Многое открывает в пороговом состоянии человека на войне и глава «О потере», где старый солдат теряет кисет с табаком, что вдруг оказывается именно той последней чертой, за которой начинается отчаяние («Потерял семью. Ну, ладно. / Нет, так на тебе — кисет!»), — а Теркин, даря ему свой, и тем спасая его, вспоминает аналогичный случай, когда он сам, тяжело раненный, отказывается ехать в госпиталь без потерянной шапки (шапку дарит юная медсестра, снимая с себя, и потом он все принюхивается к ее запаху). Иногда автор бросает на читателя как бы горестный молчаливый взгляд, по которому они друг друга понимают: «И забыто — не забыто, / Да не время вспоминать, / Где и кто лежит убитый / И кому еще лежать».

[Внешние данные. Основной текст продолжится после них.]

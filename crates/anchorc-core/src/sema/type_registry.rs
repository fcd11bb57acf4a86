//! Resolved types, as distinct from the surface
//! `ast::TypeExpr` syntax that produces them.
//!
//! Primitives are singletons owned by `TypeRegistry`, so two fetches of
//! `int` are the same arena allocation; `type_equals` can therefore use
//! pointer identity for them instead of a `match`. Compound kinds
//! (`&T`, `*T`, arrays, slices) are allocated fresh per occurrence and
//! compared structurally. Named types — struct, interface, enum, and
//! (per this registry's contract) func — are compared by pointer
//! identity, so a function type is only equal to the exact instance it
//! was built from; nothing deduplicates them on the way in.

use std::fmt;

use crate::ast::{Field, FuncDecl, Node, NodeKind};

#[derive(Debug)]
pub struct StructType<'a> {
    pub name: &'a str,
    pub module_name: &'a str,
    pub decl: &'a Node<'a>,
}

impl<'a> StructType<'a> {
    /// Fields and methods live on the declaration node, not duplicated
    /// onto the type — a struct's type and its declaration share one
    /// arena lifetime, so borrowing through the back-pointer is safe and
    /// avoids a second copy of the member lists.
    pub fn struct_decl(&self) -> &'a crate::ast::StructDecl<'a> {
        match &self.decl.kind {
            NodeKind::StructDecl(s) => s,
            _ => unreachable!("StructType::decl must point at a StructDecl node"),
        }
    }

    pub fn find_field(&self, name: &str) -> Option<&'a Field<'a>> {
        self.struct_decl().fields.iter().find(|f| f.name == name)
    }

    pub fn find_method(&self, name: &str) -> Option<&'a Node<'a>> {
        self.struct_decl()
            .methods
            .iter()
            .copied()
            .find(|m| matches!(&m.kind, NodeKind::FuncDecl(f) if f.name == name))
    }
}

#[derive(Debug)]
pub struct InterfaceType<'a> {
    pub name: &'a str,
    pub module_name: &'a str,
    pub decl: &'a Node<'a>,
}

impl<'a> InterfaceType<'a> {
    pub fn interface_decl(&self) -> &'a crate::ast::InterfaceDecl<'a> {
        match &self.decl.kind {
            NodeKind::InterfaceDecl(i) => i,
            _ => unreachable!("InterfaceType::decl must point at an InterfaceDecl node"),
        }
    }

    pub fn method_sigs(&self) -> &[&'a Node<'a>] {
        &self.interface_decl().method_sigs
    }
}

pub fn as_func_decl<'a>(node: &'a Node<'a>) -> &'a FuncDecl<'a> {
    match &node.kind {
        NodeKind::FuncDecl(f) => f,
        _ => unreachable!("expected a FuncDecl node"),
    }
}

pub fn struct_decl_of<'a>(node: &'a Node<'a>) -> &'a crate::ast::StructDecl<'a> {
    match &node.kind {
        NodeKind::StructDecl(s) => s,
        _ => unreachable!("expected a StructDecl node"),
    }
}

pub fn interface_decl_of<'a>(node: &'a Node<'a>) -> &'a crate::ast::InterfaceDecl<'a> {
    match &node.kind {
        NodeKind::InterfaceDecl(i) => i,
        _ => unreachable!("expected an InterfaceDecl node"),
    }
}

pub fn enum_decl_of<'a>(node: &'a Node<'a>) -> &'a crate::ast::EnumDecl<'a> {
    match &node.kind {
        NodeKind::EnumDecl(e) => e,
        _ => unreachable!("expected an EnumDecl node"),
    }
}

#[derive(Debug)]
pub struct EnumType<'a> {
    pub name: &'a str,
    pub module_name: &'a str,
    pub decl: &'a Node<'a>,
}

impl<'a> EnumType<'a> {
    pub fn enum_decl(&self) -> &'a crate::ast::EnumDecl<'a> {
        match &self.decl.kind {
            NodeKind::EnumDecl(e) => e,
            _ => unreachable!("EnumType::decl must point at an EnumDecl node"),
        }
    }

    pub fn has_variant(&self, name: &str) -> bool {
        self.enum_decl().variants.iter().any(|v| v.name == name)
    }
}

#[derive(Debug)]
pub struct FuncType<'a> {
    pub params: Vec<&'a Type<'a>>,
    pub return_type: &'a Type<'a>,
}

#[derive(Debug)]
pub enum Type<'a> {
    Void,
    Bool,
    Byte,
    Short,
    UShort,
    Int,
    UInt,
    Long,
    ULong,
    Isize,
    Usize,
    Float,
    Double,
    String,
    Struct(&'a StructType<'a>),
    Interface(&'a InterfaceType<'a>),
    Enum(&'a EnumType<'a>),
    Func(&'a FuncType<'a>),
    Ref(&'a Type<'a>),
    Ptr(&'a Type<'a>),
    Array(&'a Type<'a>, u64),
    Slice(&'a Type<'a>),
}

impl<'a> Type<'a> {
    pub fn is_integer(&self) -> bool {
        matches!(
            self,
            Type::Byte
                | Type::Short
                | Type::UShort
                | Type::Int
                | Type::UInt
                | Type::Long
                | Type::ULong
                | Type::Isize
                | Type::Usize
        )
    }

    pub fn is_numeric(&self) -> bool {
        self.is_integer() || matches!(self, Type::Float | Type::Double)
    }

    pub fn is_pointer_like(&self) -> bool {
        matches!(self, Type::Ptr(_) | Type::Ref(_))
    }

    /// Rank used for implicit widening checks. `None` for non-integer
    /// types.
    pub fn integer_rank(&self) -> Option<u8> {
        Some(match self {
            Type::Byte => 1,
            Type::Short | Type::UShort => 2,
            Type::Int | Type::UInt => 3,
            Type::Long | Type::ULong | Type::Isize | Type::Usize => 4,
            _ => return None,
        })
    }

    /// Widening is allowed from `from` to `to` when both are integers and
    /// `rank(from) <= rank(to)`; narrowing is not permitted implicitly.
    pub fn integer_convertible(from: &Type<'a>, to: &Type<'a>) -> bool {
        match (from.integer_rank(), to.integer_rank()) {
            (Some(a), Some(b)) => a <= b,
            _ => false,
        }
    }
}

/// Structural comparison on `&T`/`*T`/arrays/slices, pointer identity on
/// everything else (primitives included, since they're singletons).
impl<'a> PartialEq for Type<'a> {
    fn eq(&self, other: &Self) -> bool {
        if std::ptr::eq(self, other) {
            return true;
        }
        match (self, other) {
            (Type::Void, Type::Void)
            | (Type::Bool, Type::Bool)
            | (Type::Byte, Type::Byte)
            | (Type::Short, Type::Short)
            | (Type::UShort, Type::UShort)
            | (Type::Int, Type::Int)
            | (Type::UInt, Type::UInt)
            | (Type::Long, Type::Long)
            | (Type::ULong, Type::ULong)
            | (Type::Isize, Type::Isize)
            | (Type::Usize, Type::Usize)
            | (Type::Float, Type::Float)
            | (Type::Double, Type::Double)
            | (Type::String, Type::String) => true,
            (Type::Ref(a), Type::Ref(b)) => a == b,
            (Type::Ptr(a), Type::Ptr(b)) => a == b,
            (Type::Array(a, sa), Type::Array(b, sb)) => sa == sb && a == b,
            (Type::Slice(a), Type::Slice(b)) => a == b,
            (Type::Struct(a), Type::Struct(b)) => std::ptr::eq(*a, *b),
            (Type::Interface(a), Type::Interface(b)) => std::ptr::eq(*a, *b),
            (Type::Enum(a), Type::Enum(b)) => std::ptr::eq(*a, *b),
            (Type::Func(a), Type::Func(b)) => std::ptr::eq(*a, *b),
            _ => false,
        }
    }
}

impl<'a> fmt::Display for Type<'a> {
    fn fmt(&self, f: &mut fmt::Formatter<'_>) -> fmt::Result {
        match self {
            Type::Void => write!(f, "void"),
            Type::Bool => write!(f, "bool"),
            Type::Byte => write!(f, "byte"),
            Type::Short => write!(f, "short"),
            Type::UShort => write!(f, "ushort"),
            Type::Int => write!(f, "int"),
            Type::UInt => write!(f, "uint"),
            Type::Long => write!(f, "long"),
            Type::ULong => write!(f, "ulong"),
            Type::Isize => write!(f, "isize"),
            Type::Usize => write!(f, "usize"),
            Type::Float => write!(f, "float"),
            Type::Double => write!(f, "double"),
            Type::String => write!(f, "string"),
            Type::Struct(s) => write!(f, "{}", s.name),
            Type::Interface(i) => write!(f, "{}", i.name),
            Type::Enum(e) => write!(f, "{}", e.name),
            Type::Func(func) => {
                write!(f, "(")?;
                for (i, p) in func.params.iter().enumerate() {
                    if i > 0 {
                        write!(f, ", ")?;
                    }
                    write!(f, "{p}")?;
                }
                write!(f, ") -> {}", func.return_type)
            }
            Type::Ref(inner) => write!(f, "&{inner}"),
            Type::Ptr(inner) => write!(f, "*{inner}"),
            Type::Array(inner, size) => write!(f, "{inner}[{size}]"),
            Type::Slice(inner) => write!(f, "{inner}[]"),
        }
    }
}

/// Renders a `Type` into a C-identifier-safe fragment, used both to build
/// a generic instantiation's mangled suffix (`base__arg1__arg2…`) and to
/// rewrite a type-parameter name in a monomorphized AST to its concrete
/// type's name. Unlike `Display`, this never emits `&`, `*`, `[`, or `]`.
pub fn mangle_fragment(ty: &Type<'_>) -> String {
    match ty {
        Type::Void => "void".to_string(),
        Type::Bool => "bool".to_string(),
        Type::Byte => "byte".to_string(),
        Type::Short => "short".to_string(),
        Type::UShort => "ushort".to_string(),
        Type::Int => "int".to_string(),
        Type::UInt => "uint".to_string(),
        Type::Long => "long".to_string(),
        Type::ULong => "ulong".to_string(),
        Type::Isize => "isize".to_string(),
        Type::Usize => "usize".to_string(),
        Type::Float => "float".to_string(),
        Type::Double => "double".to_string(),
        Type::String => "string".to_string(),
        Type::Struct(s) => s.name.to_string(),
        Type::Interface(i) => i.name.to_string(),
        Type::Enum(e) => e.name.to_string(),
        Type::Func(_) => "fn".to_string(),
        Type::Ref(inner) => format!("ref_{}", mangle_fragment(inner)),
        Type::Ptr(inner) => format!("ptr_{}", mangle_fragment(inner)),
        Type::Array(inner, n) => format!("{}_{n}", mangle_fragment(inner)),
        Type::Slice(inner) => format!("{}_slice", mangle_fragment(inner)),
    }
}

/// Owns the primitive singletons; every other `Type` is allocated
/// straight out of the compiler's main arena via `Type::Struct(...)` and
/// friends constructed by the caller.
pub struct TypeRegistry<'a> {
    pub void: &'a Type<'a>,
    pub bool_: &'a Type<'a>,
    pub byte: &'a Type<'a>,
    pub short: &'a Type<'a>,
    pub ushort: &'a Type<'a>,
    pub int: &'a Type<'a>,
    pub uint: &'a Type<'a>,
    pub long: &'a Type<'a>,
    pub ulong: &'a Type<'a>,
    pub isize_: &'a Type<'a>,
    pub usize_: &'a Type<'a>,
    pub float: &'a Type<'a>,
    pub double: &'a Type<'a>,
    pub string: &'a Type<'a>,
}

impl<'a> TypeRegistry<'a> {
    pub fn new(arena: &'a crate::arena::Arena) -> Self {
        TypeRegistry {
            void: arena.alloc(Type::Void),
            bool_: arena.alloc(Type::Bool),
            byte: arena.alloc(Type::Byte),
            short: arena.alloc(Type::Short),
            ushort: arena.alloc(Type::UShort),
            int: arena.alloc(Type::Int),
            uint: arena.alloc(Type::UInt),
            long: arena.alloc(Type::Long),
            ulong: arena.alloc(Type::ULong),
            isize_: arena.alloc(Type::Isize),
            usize_: arena.alloc(Type::Usize),
            float: arena.alloc(Type::Float),
            double: arena.alloc(Type::Double),
            string: arena.alloc(Type::String),
        }
    }

    /// Resolves a primitive by name, for use when the parser/checker
    /// sees a simple type name that isn't a declared struct/interface/
    /// enum/type-parameter.
    pub fn primitive_by_name(&self, name: &str) -> Option<&'a Type<'a>> {
        Some(match name {
            "void" => self.void,
            "bool" => self.bool_,
            "byte" => self.byte,
            "short" => self.short,
            "ushort" => self.ushort,
            "int" => self.int,
            "uint" => self.uint,
            "long" => self.long,
            "ulong" => self.ulong,
            "isize" => self.isize_,
            "usize" => self.usize_,
            "float" => self.float,
            "double" => self.double,
            "string" => self.string,
            _ => return None,
        })
    }
}

#[cfg(test)]
mod tests {
    use super::*;
    use crate::arena::Arena;

    #[test]
    fn primitives_are_pointer_identical() {
        let arena = Arena::new();
        let reg = TypeRegistry::new(&arena);
        let a = reg.primitive_by_name("int").unwrap();
        let b = reg.primitive_by_name("int").unwrap();
        assert!(std::ptr::eq(a, b));
        assert_eq!(a, b);
    }

    #[test]
    fn arrays_are_structural() {
        let arena = Arena::new();
        let reg = TypeRegistry::new(&arena);
        let a = arena.alloc(Type::Array(reg.int, 4));
        let b = arena.alloc(Type::Array(reg.int, 4));
        assert!(!std::ptr::eq(a, b));
        assert_eq!(a, b);
        let c = arena.alloc(Type::Array(reg.int, 5));
        assert_ne!(a, c);
    }

    #[test]
    fn integer_widening_ranks() {
        assert!(Type::integer_convertible(&Type::Byte, &Type::Int));
        assert!(!Type::integer_convertible(&Type::Long, &Type::Byte));
        assert!(Type::integer_convertible(&Type::Int, &Type::Int));
    }
}
pub mod definition;
pub mod diagnostics;
pub mod hover;

use lsp_types::{Position, Range};

/// A zero-width range at `position`: LSP requires a `Range`, so start and
/// end are the same point.
fn point_range(position: Position) -> Range {
    Range { start: position, end: position }
}
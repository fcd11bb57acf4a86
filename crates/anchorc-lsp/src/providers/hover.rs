//! `textDocument/hover`: the declared type of the symbol
//! under the cursor, looked up by re-analyzing the whole document.

use lsp_types::{Hover, HoverContents, MarkedString, Position, Uri};

use crate::analysis::{analyze_document, dotted_module_path};
use crate::document::Document;
use crate::providers::diagnostics::uri_to_path;
use crate::providers::point_range;

/// Scans outward from `position` to the enclosing run of identifier
/// characters, the same word-boundary walk a plain-text editor uses to
/// decide what "the word under the cursor" means.
pub(crate) fn word_at_position(document: &Document, position: Position) -> Option<String> {
    let lines: Vec<&str> = document.text.lines().collect();
    let line = *lines.get(position.line as usize)?;
    let chars: Vec<char> = line.chars().collect();
    let char_pos = position.character as usize;
    if char_pos >= chars.len() {
        return None;
    }
    if !chars[char_pos].is_alphanumeric() && chars[char_pos] != '_' {
        return None;
    }

    let mut start = char_pos;
    while start > 0 && (chars[start - 1].is_alphanumeric() || chars[start - 1] == '_') {
        start -= 1;
    }
    let mut end = char_pos;
    while end < chars.len() && (chars[end].is_alphanumeric() || chars[end] == '_') {
        end += 1;
    }
    Some(chars[start..end].iter().collect())
}

pub fn provide(workspace_root: &std::path::Path, uri: &Uri, document: &Document, position: Position) -> Option<Hover> {
    let word = word_at_position(document, position)?;

    let dotted = dotted_module_path(workspace_root, &uri_to_path(uri)).unwrap_or_else(|| "main".to_string());
    let result = analyze_document(workspace_root, &dotted, &document.text);

    let symbol = result.symbols.into_iter().find(|s| s.name == word)?;
    let signature = match symbol.resolved_type {
        Some(ty) => format!("{} {}: {}", symbol.kind, symbol.name, ty),
        None => format!("{} {}", symbol.kind, symbol.name),
    };

    Some(Hover {
        contents: HoverContents::Scalar(MarkedString::String(signature)),
        range: Some(point_range(position)),
    })
}
//! Interface vtable emission.
//!
//! Each `(struct, interface)` implementation pair discovered during body
//! checking becomes a static vtable instance plus one thin wrapper per
//! interface method, unwrapping the `void* data` back to the concrete
//! struct pointer before forwarding to its real (mangled) method.

use crate::module_graph::{ImplPair, Module};
use crate::sema::type_registry::{as_func_decl, InterfaceType, StructType, Type};

use super::types::TypeLowerer;
use super::writer::Writer;

struct MethodSig<'a> {
    name: &'a str,
    params: Vec<&'a Type<'a>>,
    return_type: &'a Type<'a>,
}

fn method_sigs<'a>(iface: &InterfaceType<'a>) -> Vec<MethodSig<'a>> {
    iface
        .method_sigs()
        .iter()
        .map(|node| {
            let decl = as_func_decl(node);
            let params = decl
                .params
                .iter()
                .map(|p| p.type_node.resolved_type.get().expect("interface method param resolved"))
                .collect();
            let return_type = decl
                .return_type
                .map(|r| r.resolved_type.get().expect("interface method return type resolved"))
                .unwrap_or(match node.resolved_type.get() {
                    Some(Type::Func(ft)) => ft.return_type,
                    _ => unreachable!("interface method signature always has a function type"),
                });
            MethodSig { name: decl.name, params, return_type }
        })
        .collect()
}

/// True the first time `iface` is seen while emitting `module`'s pairs,
/// so its vtable struct/ref typedefs are only written once even though
/// several structs may implement it.
pub(crate) fn write_interface_typedefs(pkg: &str, types: &TypeLowerer, w: &mut Writer, iface: &InterfaceType) {
    let vtable_ty = types.interface_vtable_type_name(iface.module_name, iface.name);
    let ref_ty = types.interface_ref_name(iface.module_name, iface.name);
    w.writeln(&format!("typedef struct {vtable_ty} {{"));
    w.indent();
    for sig in method_sigs(iface) {
        let ret = types.c_type(sig.return_type);
        let params: Vec<String> = std::iter::once("void*".to_string())
            .chain(sig.params.iter().map(|p| types.c_type(p)))
            .collect();
        w.writeln(&format!("{ret} (*{})({});", sig.name, params.join(", ")));
    }
    w.dedent();
    w.writeln(&format!("}} {vtable_ty};"));
    w.writeln(&format!("typedef struct {{ void* data; const {vtable_ty}* vtable; }} {ref_ty};"));
    let _ = pkg;
}

/// Emits the wrapper functions and static vtable instance for one
/// `(struct, interface)` pair.
pub(crate) fn write_impl_pair(pkg: &str, types: &TypeLowerer, w: &mut Writer, pair: &ImplPair) {
    let struct_ty: &StructType = pair.struct_ty;
    let iface: &InterfaceType = pair.interface_ty;
    let vtable_ty = types.interface_vtable_type_name(iface.module_name, iface.name);
    let struct_c = types.c_type(&Type::Struct(struct_ty));

    let sigs = method_sigs(iface);
    for sig in &sigs {
        let wrapper = super::mangle::mangle_wrapper(struct_ty.name, iface.name, sig.name);
        let mangled_method = types.mangle_method_name(struct_ty.module_name, struct_ty.name, sig.name);
        let ret = types.c_type(sig.return_type);
        let mut params = vec!["void* data".to_string()];
        let mut arg_names = Vec::new();
        for (i, p) in sig.params.iter().enumerate() {
            let name = format!("a{i}");
            params.push(format!("{} {name}", types.c_type(p)));
            arg_names.push(name);
        }
        w.writeln(&format!("static {ret} {wrapper}({}) {{", params.join(", ")));
        w.indent();
        w.writeln(&format!("{struct_c}* self = ({struct_c}*)data;"));
        let args = std::iter::once("self".to_string()).chain(arg_names).collect::<Vec<_>>().join(", ");
        let call = format!("{mangled_method}({args})");
        if matches!(sig.return_type, Type::Void) {
            w.writeln(&format!("{call};"));
        } else {
            w.writeln(&format!("return {call};"));
        }
        w.dedent();
        w.writeln("}");
    }

    let instance = super::mangle::mangle_vtable_instance(pkg, struct_ty.module_name, struct_ty.name, iface.name);
    w.writeln(&format!("static const {vtable_ty} {instance} = {{"));
    w.indent();
    for sig in &sigs {
        let wrapper = super::mangle::mangle_wrapper(struct_ty.name, iface.name, sig.name);
        w.writeln(&format!(".{} = {wrapper},", sig.name));
    }
    w.dedent();
    w.writeln("};");
}

pub(crate) fn owning_interfaces<'a>(module: &Module<'a>) -> Vec<&'a InterfaceType<'a>> {
    let mut seen: Vec<&'a InterfaceType<'a>> = Vec::new();
    for pair in module.impl_pairs.borrow().iter() {
        if !seen.iter().any(|i| std::ptr::eq(*i, pair.interface_ty)) {
            seen.push(pair.interface_ty);
        }
    }
    seen
}
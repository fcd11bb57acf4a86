//! The four-pass semantic analyzer.
//!
//! Passes run to completion across *every* module before the next pass
//! starts, so forward references — a function mentioning a struct
//! declared later in the same module, or in a module that imports it
//! back — resolve uniformly regardless of declaration order. Each pass
//! logs and continues on error; a missing import or an unresolved type
//! does not stop the analyzer from running later passes over other
//! symbols.

use std::cell::RefCell;
use std::collections::HashMap;

use crate::arena::Arena;
use crate::ast::*;
use crate::errors::Errors;
use crate::module_graph::ModuleGraph;
pub use crate::module_graph::ModuleId;
use crate::sema::symbol_table::{Symbol, SymbolKind};
use crate::sema::type_registry::*;
use crate::span::Span;

pub(crate) type MonoKey = (usize, Vec<String>);

#[derive(Clone, Copy)]
pub(crate) enum MonoCacheEntry<'a> {
    Struct(&'a Type<'a>),
    Func {
        mangled: &'a str,
        func_type: &'a FuncType<'a>,
        decl: &'a Node<'a>,
    },
}

/// Owns everything the four passes share: the type registry (so
/// primitives stay singletons across every module), the diagnostic sink,
/// and the monomorphization cache (so two callsites requesting the same
/// `G[A]` produce exactly one instantiation).
pub struct Analyzer<'a, 'e> {
    pub(crate) arena: &'a Arena,
    pub(crate) graph: &'a ModuleGraph<'a>,
    pub(crate) errors: RefCell<&'e mut Errors>,
    pub(crate) types: TypeRegistry<'a>,
    pub(crate) mono_cache: RefCell<HashMap<MonoKey, MonoCacheEntry<'a>>>,
}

Есть в поэме и такие места, публикация которых в сталинские годы кажется необъяснимой из-за их сурового реализма. Например, сказанное о генерале: «Скольких он, над картой сидя, / Словом, подписью своей, / Перед тем в глаза не видя, / Посылал на смерть людей!» Или же повторенная несколько раз поговорка Теркина: «Враг лютует — сам лютуй».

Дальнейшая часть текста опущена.